* [WORK REQUIRED]
Only the lines from the start of the data through the one containing "if bytes.len() >" belong in your answer; return them exactly.

* [DATA]

"""

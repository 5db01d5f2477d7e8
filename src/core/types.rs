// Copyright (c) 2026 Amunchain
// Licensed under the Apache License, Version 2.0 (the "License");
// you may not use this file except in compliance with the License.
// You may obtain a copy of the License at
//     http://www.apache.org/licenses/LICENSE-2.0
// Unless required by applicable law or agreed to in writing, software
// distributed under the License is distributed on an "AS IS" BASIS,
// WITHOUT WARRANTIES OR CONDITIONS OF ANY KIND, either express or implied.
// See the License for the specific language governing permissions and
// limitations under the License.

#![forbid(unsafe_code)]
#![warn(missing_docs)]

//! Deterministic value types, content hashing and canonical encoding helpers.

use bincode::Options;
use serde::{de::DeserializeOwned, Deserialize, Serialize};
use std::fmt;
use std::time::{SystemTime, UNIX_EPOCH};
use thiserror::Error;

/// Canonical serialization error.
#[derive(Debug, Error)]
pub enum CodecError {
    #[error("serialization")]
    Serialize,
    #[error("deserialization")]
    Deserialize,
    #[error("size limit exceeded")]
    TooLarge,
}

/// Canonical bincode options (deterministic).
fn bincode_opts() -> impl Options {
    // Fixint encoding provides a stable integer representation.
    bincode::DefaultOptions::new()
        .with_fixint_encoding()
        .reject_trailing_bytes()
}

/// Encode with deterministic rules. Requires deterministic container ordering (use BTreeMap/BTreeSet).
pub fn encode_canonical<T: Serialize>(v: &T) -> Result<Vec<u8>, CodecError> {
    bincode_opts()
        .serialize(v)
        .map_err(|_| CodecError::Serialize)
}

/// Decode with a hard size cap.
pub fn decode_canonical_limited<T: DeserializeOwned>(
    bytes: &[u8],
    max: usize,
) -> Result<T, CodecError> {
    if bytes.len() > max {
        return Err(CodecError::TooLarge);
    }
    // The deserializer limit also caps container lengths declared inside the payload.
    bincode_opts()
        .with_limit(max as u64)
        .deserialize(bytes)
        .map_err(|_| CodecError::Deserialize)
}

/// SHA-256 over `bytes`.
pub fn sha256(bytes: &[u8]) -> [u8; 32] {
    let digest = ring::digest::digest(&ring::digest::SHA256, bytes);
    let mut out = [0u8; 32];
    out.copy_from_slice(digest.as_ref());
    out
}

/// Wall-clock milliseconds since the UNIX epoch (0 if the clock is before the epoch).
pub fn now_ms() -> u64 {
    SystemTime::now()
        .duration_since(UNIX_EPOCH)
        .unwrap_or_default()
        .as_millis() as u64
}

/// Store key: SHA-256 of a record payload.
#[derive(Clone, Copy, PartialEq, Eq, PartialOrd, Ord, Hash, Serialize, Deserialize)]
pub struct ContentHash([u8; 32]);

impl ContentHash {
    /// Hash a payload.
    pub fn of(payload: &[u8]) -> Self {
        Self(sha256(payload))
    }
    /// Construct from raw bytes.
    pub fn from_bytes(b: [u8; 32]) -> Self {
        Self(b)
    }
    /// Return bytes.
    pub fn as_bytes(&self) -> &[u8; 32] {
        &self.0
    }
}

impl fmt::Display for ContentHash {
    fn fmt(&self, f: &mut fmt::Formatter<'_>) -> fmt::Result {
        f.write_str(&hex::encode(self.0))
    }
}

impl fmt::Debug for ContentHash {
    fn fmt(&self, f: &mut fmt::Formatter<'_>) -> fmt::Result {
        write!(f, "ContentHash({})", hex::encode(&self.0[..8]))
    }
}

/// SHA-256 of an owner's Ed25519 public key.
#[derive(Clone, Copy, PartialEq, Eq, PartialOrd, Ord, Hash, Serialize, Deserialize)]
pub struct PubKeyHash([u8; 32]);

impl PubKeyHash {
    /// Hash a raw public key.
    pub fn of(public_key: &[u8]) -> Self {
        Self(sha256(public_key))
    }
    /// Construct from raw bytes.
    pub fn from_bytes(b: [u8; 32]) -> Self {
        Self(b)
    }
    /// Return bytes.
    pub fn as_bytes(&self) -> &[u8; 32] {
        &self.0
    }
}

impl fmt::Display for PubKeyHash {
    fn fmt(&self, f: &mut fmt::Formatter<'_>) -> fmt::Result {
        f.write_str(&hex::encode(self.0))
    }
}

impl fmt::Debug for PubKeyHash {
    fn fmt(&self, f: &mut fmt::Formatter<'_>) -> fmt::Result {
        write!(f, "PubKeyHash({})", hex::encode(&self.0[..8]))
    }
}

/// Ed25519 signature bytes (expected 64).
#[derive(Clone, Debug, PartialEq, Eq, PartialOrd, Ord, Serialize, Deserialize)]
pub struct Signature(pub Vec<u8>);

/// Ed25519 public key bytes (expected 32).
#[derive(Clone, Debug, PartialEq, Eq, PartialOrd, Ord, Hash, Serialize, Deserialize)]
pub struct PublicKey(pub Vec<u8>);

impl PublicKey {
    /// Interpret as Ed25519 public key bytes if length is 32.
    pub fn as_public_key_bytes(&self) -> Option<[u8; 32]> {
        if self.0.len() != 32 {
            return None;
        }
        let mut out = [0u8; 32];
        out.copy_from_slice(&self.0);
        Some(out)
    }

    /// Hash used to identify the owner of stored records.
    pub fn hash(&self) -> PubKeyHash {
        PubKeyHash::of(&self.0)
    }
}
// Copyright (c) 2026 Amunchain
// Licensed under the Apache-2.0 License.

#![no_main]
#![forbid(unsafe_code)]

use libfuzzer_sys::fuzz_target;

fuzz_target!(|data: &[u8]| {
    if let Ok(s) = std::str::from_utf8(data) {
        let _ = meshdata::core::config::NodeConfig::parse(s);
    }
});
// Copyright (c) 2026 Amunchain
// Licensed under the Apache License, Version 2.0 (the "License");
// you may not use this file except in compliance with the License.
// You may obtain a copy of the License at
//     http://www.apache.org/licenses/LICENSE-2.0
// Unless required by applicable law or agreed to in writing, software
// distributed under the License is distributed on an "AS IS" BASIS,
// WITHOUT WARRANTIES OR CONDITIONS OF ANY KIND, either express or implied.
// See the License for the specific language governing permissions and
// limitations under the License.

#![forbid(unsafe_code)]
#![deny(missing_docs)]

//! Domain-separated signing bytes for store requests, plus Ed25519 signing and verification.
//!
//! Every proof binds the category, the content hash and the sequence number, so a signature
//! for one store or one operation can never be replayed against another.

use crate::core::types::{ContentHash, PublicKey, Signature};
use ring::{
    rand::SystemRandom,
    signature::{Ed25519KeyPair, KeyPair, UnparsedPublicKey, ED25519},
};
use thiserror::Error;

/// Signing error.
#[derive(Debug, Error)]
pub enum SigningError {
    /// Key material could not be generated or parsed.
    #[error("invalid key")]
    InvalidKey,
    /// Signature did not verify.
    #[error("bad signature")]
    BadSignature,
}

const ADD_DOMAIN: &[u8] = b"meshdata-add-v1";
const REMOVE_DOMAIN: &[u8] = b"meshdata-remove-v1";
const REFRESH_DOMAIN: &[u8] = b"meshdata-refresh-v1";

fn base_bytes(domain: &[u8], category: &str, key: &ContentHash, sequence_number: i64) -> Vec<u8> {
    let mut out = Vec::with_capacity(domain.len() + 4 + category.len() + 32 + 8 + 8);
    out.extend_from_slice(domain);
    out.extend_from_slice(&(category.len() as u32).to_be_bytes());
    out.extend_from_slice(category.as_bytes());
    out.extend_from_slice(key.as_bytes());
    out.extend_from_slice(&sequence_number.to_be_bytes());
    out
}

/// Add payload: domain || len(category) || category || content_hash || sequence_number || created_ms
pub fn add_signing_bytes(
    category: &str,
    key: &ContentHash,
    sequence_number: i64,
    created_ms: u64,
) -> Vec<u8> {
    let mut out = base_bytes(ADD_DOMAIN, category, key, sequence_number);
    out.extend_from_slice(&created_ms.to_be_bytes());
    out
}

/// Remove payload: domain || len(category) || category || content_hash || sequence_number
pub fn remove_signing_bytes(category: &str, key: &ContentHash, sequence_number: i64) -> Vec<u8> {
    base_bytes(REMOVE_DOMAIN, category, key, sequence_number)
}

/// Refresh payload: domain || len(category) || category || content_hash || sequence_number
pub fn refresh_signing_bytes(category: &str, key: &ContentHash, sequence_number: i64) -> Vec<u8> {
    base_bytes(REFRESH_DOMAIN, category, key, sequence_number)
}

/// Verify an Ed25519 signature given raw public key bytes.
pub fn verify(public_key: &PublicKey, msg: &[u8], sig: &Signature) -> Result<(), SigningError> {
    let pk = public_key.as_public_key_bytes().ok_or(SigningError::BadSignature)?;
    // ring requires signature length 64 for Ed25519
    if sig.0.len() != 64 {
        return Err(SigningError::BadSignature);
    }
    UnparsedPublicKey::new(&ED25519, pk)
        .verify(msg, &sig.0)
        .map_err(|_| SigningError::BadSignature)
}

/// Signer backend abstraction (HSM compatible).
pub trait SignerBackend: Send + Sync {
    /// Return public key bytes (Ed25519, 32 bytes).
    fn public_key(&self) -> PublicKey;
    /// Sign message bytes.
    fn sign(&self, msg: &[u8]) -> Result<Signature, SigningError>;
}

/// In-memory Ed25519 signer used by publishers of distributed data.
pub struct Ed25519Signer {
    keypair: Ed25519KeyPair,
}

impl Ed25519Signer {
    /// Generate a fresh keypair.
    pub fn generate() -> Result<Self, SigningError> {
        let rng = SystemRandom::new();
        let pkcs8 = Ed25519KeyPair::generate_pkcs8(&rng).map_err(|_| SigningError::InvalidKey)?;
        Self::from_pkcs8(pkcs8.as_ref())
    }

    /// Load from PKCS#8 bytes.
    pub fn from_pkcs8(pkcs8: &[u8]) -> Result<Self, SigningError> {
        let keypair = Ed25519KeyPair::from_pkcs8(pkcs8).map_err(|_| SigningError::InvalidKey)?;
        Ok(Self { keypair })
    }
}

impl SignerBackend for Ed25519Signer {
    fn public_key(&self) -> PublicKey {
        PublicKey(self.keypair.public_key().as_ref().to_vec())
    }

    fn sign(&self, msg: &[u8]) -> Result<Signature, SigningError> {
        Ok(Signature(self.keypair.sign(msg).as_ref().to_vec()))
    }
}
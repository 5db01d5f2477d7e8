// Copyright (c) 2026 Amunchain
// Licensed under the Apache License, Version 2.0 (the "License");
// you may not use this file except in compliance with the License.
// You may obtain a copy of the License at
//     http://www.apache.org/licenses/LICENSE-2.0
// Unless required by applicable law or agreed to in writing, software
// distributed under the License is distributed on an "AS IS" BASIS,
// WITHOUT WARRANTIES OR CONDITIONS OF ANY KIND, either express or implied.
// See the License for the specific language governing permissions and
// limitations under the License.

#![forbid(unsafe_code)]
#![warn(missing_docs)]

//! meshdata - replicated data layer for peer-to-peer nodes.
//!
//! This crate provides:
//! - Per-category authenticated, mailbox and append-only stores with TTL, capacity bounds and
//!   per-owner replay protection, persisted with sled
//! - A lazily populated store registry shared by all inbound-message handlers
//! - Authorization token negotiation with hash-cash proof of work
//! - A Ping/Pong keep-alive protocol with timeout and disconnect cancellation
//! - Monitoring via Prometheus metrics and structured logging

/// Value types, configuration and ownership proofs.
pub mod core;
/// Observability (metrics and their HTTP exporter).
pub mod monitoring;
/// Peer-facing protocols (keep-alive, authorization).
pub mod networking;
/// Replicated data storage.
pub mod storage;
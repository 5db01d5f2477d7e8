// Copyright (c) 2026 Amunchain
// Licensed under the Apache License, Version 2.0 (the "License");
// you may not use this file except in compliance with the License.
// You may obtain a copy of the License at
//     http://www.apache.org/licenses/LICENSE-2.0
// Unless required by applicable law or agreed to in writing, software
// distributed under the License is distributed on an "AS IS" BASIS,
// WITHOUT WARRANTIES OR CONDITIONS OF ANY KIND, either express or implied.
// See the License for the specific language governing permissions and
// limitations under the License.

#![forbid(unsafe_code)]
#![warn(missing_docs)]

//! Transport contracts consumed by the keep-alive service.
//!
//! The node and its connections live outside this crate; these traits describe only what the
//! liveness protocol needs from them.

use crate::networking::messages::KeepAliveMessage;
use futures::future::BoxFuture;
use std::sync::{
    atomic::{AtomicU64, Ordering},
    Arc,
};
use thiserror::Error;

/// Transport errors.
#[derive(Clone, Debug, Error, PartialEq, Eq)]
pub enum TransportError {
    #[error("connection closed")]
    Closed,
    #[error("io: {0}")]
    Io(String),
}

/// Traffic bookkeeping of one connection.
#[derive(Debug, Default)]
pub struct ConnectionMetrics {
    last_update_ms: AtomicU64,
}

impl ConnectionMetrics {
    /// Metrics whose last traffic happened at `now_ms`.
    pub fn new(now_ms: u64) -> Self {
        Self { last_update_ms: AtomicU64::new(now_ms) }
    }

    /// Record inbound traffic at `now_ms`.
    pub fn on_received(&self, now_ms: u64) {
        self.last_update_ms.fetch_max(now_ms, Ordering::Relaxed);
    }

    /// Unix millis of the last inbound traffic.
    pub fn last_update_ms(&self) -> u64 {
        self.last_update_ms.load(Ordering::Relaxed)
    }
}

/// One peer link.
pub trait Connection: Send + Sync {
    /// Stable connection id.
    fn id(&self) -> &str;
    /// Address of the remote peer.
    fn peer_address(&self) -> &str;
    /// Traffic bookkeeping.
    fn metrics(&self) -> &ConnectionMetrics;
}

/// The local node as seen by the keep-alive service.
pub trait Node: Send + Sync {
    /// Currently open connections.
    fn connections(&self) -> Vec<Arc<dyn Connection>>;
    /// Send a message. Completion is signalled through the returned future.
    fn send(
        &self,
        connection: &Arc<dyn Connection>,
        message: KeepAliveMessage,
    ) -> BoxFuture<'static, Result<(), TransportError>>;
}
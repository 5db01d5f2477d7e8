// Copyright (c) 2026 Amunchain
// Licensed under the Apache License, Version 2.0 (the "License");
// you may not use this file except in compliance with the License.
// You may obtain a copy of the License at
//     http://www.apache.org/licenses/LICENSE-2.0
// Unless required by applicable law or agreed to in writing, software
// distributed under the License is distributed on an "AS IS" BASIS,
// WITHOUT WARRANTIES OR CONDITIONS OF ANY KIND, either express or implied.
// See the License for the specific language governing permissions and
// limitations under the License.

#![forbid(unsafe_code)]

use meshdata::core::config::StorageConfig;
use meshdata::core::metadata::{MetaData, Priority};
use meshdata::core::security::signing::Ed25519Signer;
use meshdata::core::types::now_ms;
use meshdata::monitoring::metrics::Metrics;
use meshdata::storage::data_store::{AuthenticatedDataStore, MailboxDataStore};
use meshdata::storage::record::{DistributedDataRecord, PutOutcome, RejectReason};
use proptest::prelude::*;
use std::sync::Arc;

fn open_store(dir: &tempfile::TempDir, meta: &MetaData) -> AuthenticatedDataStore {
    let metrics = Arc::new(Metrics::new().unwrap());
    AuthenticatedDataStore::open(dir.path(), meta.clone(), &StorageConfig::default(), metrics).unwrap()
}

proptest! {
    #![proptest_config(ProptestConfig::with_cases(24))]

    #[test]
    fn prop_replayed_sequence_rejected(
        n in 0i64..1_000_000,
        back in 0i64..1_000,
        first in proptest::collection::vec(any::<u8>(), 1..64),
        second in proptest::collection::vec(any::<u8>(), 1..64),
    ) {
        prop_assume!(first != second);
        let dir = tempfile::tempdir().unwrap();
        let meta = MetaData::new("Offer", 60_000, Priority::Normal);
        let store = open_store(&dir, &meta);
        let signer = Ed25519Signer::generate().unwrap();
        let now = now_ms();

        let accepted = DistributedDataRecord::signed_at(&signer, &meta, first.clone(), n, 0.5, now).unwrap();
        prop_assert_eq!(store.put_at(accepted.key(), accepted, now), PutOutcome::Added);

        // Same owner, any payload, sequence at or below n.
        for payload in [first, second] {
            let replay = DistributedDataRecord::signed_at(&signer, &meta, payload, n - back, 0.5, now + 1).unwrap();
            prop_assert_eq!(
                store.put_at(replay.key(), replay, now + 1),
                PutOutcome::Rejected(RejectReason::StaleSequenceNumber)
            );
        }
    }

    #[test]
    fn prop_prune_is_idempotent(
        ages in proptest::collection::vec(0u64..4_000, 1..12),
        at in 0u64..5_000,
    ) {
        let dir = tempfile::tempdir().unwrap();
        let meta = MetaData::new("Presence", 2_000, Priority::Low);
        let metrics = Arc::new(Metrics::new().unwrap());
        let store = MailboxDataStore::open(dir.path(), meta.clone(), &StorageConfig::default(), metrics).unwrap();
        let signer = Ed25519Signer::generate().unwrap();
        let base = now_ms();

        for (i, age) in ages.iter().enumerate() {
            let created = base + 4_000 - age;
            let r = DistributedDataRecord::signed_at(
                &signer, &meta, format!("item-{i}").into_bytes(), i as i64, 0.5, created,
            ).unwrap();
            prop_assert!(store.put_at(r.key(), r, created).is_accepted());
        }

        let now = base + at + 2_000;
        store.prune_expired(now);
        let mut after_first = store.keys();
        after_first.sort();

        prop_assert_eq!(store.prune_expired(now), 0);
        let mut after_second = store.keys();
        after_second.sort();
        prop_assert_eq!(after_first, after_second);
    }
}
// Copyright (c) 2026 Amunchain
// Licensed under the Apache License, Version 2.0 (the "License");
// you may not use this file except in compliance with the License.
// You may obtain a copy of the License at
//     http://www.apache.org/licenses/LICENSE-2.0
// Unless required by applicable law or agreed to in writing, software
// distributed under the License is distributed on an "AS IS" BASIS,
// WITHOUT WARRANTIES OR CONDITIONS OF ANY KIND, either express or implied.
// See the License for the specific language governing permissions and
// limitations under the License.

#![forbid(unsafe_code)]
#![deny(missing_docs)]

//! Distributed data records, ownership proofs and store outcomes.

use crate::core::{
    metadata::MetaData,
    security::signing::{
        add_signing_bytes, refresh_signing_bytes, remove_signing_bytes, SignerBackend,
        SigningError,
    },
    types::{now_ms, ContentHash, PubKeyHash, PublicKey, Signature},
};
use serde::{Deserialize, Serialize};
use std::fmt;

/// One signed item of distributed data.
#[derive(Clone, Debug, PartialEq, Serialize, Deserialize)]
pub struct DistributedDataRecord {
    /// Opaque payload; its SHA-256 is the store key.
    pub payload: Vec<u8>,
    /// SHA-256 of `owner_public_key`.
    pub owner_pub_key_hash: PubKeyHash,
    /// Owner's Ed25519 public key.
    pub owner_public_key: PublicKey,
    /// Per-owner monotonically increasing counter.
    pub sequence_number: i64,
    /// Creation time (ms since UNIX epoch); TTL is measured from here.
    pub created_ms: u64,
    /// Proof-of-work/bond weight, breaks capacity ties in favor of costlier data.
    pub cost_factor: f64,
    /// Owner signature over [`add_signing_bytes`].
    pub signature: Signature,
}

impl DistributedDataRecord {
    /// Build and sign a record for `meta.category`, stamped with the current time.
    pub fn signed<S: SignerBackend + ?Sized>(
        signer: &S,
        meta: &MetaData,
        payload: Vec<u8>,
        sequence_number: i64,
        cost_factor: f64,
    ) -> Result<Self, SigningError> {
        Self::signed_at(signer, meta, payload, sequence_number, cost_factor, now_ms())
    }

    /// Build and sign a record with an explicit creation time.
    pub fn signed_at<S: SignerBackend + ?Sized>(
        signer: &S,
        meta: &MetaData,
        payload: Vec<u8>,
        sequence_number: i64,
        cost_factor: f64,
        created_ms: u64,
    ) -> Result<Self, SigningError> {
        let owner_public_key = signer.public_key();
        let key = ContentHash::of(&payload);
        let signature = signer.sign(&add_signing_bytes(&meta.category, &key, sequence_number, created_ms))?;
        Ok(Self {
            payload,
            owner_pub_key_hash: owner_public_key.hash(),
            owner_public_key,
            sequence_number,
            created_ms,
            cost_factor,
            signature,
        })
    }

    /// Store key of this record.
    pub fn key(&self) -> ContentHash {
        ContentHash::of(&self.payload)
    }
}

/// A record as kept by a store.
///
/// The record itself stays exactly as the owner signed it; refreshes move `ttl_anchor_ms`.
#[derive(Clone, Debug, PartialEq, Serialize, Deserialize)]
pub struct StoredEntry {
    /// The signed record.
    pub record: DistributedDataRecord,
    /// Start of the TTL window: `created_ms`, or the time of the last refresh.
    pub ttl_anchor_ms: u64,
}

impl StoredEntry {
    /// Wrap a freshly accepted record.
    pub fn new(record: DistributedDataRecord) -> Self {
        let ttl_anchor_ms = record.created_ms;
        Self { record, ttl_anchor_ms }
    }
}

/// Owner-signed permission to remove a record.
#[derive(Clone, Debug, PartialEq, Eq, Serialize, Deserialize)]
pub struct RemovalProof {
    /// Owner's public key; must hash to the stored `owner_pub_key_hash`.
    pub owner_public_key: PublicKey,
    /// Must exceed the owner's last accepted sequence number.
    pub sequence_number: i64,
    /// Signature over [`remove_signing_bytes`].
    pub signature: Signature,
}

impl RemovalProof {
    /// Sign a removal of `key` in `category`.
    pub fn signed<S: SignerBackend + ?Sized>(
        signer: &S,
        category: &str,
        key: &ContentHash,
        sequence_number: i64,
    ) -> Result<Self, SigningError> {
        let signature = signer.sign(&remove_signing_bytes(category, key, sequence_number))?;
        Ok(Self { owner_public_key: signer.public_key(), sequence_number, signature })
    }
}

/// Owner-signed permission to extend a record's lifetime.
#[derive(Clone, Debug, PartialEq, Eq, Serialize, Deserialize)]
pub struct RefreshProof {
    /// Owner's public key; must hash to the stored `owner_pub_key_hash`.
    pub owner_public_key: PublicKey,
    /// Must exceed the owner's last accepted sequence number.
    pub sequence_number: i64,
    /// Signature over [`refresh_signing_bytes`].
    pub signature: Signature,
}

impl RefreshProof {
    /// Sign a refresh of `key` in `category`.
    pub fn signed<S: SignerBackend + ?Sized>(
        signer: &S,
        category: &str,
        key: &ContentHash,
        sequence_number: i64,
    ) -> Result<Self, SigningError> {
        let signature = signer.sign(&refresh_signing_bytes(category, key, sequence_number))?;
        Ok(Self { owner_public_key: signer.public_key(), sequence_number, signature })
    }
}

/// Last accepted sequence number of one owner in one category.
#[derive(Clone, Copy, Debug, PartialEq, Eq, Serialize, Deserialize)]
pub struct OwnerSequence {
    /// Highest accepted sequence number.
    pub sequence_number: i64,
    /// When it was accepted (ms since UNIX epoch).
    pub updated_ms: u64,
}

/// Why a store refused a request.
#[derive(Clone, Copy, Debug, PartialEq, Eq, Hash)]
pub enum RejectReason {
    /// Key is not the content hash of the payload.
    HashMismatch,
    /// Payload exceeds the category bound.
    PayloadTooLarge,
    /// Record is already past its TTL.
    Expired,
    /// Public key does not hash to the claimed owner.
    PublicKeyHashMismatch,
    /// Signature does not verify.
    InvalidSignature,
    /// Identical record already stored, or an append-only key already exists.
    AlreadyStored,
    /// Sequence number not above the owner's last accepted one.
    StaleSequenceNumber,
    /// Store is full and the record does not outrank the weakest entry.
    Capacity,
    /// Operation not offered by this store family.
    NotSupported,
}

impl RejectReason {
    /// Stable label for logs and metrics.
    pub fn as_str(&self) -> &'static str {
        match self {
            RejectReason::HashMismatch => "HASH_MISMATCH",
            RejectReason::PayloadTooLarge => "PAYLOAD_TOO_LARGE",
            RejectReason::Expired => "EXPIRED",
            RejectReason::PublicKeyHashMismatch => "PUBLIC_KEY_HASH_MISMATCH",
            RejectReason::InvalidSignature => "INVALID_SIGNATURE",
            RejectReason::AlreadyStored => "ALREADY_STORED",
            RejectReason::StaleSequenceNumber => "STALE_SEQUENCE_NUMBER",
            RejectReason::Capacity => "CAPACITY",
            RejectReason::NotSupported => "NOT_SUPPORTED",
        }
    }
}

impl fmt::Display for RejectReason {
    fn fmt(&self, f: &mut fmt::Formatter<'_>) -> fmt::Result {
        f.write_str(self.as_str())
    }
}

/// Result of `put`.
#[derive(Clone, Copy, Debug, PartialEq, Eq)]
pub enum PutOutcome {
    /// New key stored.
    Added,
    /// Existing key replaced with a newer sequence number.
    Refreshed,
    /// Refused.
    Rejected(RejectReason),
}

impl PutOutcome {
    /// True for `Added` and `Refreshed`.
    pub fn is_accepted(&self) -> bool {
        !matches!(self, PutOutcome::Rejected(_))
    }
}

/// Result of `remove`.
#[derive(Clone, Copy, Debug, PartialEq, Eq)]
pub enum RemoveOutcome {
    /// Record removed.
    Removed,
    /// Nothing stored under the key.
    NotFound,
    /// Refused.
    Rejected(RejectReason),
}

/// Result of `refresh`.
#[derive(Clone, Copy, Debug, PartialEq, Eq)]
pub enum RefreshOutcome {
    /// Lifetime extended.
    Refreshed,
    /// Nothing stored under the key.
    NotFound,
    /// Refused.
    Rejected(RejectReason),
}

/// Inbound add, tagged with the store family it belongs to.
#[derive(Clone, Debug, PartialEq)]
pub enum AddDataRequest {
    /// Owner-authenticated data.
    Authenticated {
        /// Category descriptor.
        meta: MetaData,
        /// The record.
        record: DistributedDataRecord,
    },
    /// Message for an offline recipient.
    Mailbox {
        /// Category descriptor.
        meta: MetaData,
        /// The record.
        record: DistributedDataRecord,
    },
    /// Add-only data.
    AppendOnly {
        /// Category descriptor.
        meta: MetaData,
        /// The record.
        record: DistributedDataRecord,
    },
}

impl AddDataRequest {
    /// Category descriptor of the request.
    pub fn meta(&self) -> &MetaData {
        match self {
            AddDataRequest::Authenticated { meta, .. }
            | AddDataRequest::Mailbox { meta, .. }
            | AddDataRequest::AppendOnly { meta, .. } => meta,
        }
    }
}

"""

* [EXPECTED ANSWER]
repository 5db01d5f2477d7e8
filename src/core/types.rs
// Copyright (c) 2026 Amunchain
// Licensed under the Apache License, Version 2.0 (the "License");
// you may not use this file except in compliance with the License.
// You may obtain a copy of the License at
//     http://www.apache.org/licenses/LICENSE-2.0
// Unless required by applicable law or agreed to in writing, software
// distributed under the License is distributed on an "AS IS" BASIS,
// WITHOUT WARRANTIES OR CONDITIONS OF ANY KIND, either express or implied.
// See the License for the specific language governing permissions and
// limitations under the License.

#![forbid(unsafe_code)]
#![warn(missing_docs)]

//! Deterministic value types, content hashing and canonical encoding helpers.

use bincode::Options;
use serde::{de::DeserializeOwned, Deserialize, Serialize};
use std::fmt;
use std::time::{SystemTime, UNIX_EPOCH};
use thiserror::Error;

/// Canonical serialization error.
#[derive(Debug, Error)]
pub enum CodecError {
    #[error("serialization")]
    Serialize,
    #[error("deserialization")]
    Deserialize,
    #[error("size limit exceeded")]
    TooLarge,
}

/// Canonical bincode options (deterministic).
fn bincode_opts() -> impl Options {
    // Fixint encoding provides a stable integer representation.
    bincode::DefaultOptions::new()
        .with_fixint_encoding()
        .reject_trailing_bytes()
}

/// Encode with deterministic rules. Requires deterministic container ordering (use BTreeMap/BTreeSet).
pub fn encode_canonical<T: Serialize>(v: &T) -> Result<Vec<u8>, CodecError> {
    bincode_opts()
        .serialize(v)
        .map_err(|_| CodecError::Serialize)
}

/// Decode with a hard size cap.
pub fn decode_canonical_limited<T: DeserializeOwned>(
    bytes: &[u8],
    max: usize,
) -> Result<T, CodecError> {
    if bytes.len() > max {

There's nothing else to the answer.